A hundred days into his fast, no Bible. In despair, but continuing to believe, he had a vision in which the Lord showed him two men coming to his door and bringing him bread. In the vision when he ate the bread it turned into a Bible. (p. 29)
It wasn’t long after his vision when two strangers appeared at his door, spoke the words he heard in his vision, and handed him “the bread;” his very own Bible.
“Brother Yun began to devour the Word of God. Even though he could hardly read, this did not deter him at all. When he had finished reading the entire Bible, he started to memorize one chapter per day. In 28 days, he had memorized the Gospel of Matthew. Then he went on to memorize the Book of Acts and so forth.” Brother Yun biography.
When I reread this part of his journey there was a detail I had forgotten. After all he had endured, almost tortured to death and on multiple occasions, he said the hundred day fast was the hardest thing he had ever endured.
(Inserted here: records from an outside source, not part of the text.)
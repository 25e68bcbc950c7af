//! Usage rate limiter
//!
//! Sliding per-provider counters for requests/minute, tokens/minute and
//! cost/hour. Checks are advisory: they report utilization for diagnostics
//! and only block a provider when the gateway enforces limits.

mod limiter;
mod types;
mod window;


pub use limiter::RateLimiter;
pub use types::{LimitDimension, RateLimitConfig, RateLimitStatus};
pub use window::{HOUR, MINUTE, UsageWindow};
It’s hard for me to grasp that fasting would be more difficult than physical pain. The thought of torture is unbearable.
I believe what he was destined to endure was made possible through his commitment to memorize the Word long before his sufferings began. He committed himself to reading the scriptures and writing them down for the Word of God to seep into his mind and soul for a day his Bible might be taken from him. And, it was.
When he was stripped of his rights, his Bible, he still had God’s word “hidden in his heart.” Psalm 119:105
It’s taken me years to have this kind of passion to devour the scriptures. Perhaps it’s because I live in a country where the gospel isn’t forbidden. I don’t have to close my curtains and turn off the lights to worship God.
I live in a country where most Christians own not one Bible, but two, or three; and in multiple translations. I can’t relate to his desire that I would be satisfied just to hold a few pages of the written Word of God.
When I’m at church I tend to use a Bible app to follow the pastor’s teachings. When I’m home I study my hardcover Bible. For me, there’s something noticeably different when I flip the pages of my Bible. Perhaps it’s the sound of the pages turning, or the fact that I can touch it in the way Brother Yun yearned for. “If I could just touch it.”
If I was taken from my home today and I could take one thing, without question, it would be my Bible. It wouldn’t be an e-Bible on my phone. I want to hold my old, worn out Bible filled with markings and crinkled pages. Every mark in my Bible is personal and reflects a moment in time when God spoke directly to me.
I pray I never have to choose between my family and my faith, but I also pray that I will always have access to the Word of God. If I choose my phone, the day may come I won’t be able to charge it, thus absent of the Word of God in my life. This possibility is also a reminder of the importance to memorize scripture.
I wonder how much strength Brother Yun would have been able to endure had he not memorized scripture. Would he have been able to stay the course for Jesus?
If I didn’t have access to the Word of God during the dark days of my life, I would have given up. But, I did have the Word with me and verses like Isaiah 40:29 encouraged me to stay the course. “He gives power to the weak and strength to the powerless.”
I can say unequivocally from experience, and as Brother Yun shows us, if you are going through trials and tribulations that are difficult to bear, you will find hope and endurance that comes from the Word of God. When we treasure the Word of God, our faith in God is unshaken. The richness of the Word in our hearts cannot be stolen.
Joshua 1:8-9 reminds us why it is important to memorize the Word.
“Don’t for a minute let this Book of The Revelation be out of mind. Ponder and meditate on it day and night, making sure you practice everything written in it. Then you’ll get where you’re going; then you’ll succeed. Haven’t I commanded you? Strength! Courage! Don’t be timid; don’t get discouraged. God, your God, is with you every step you take.” MSG
Devour the Word of God today and every day.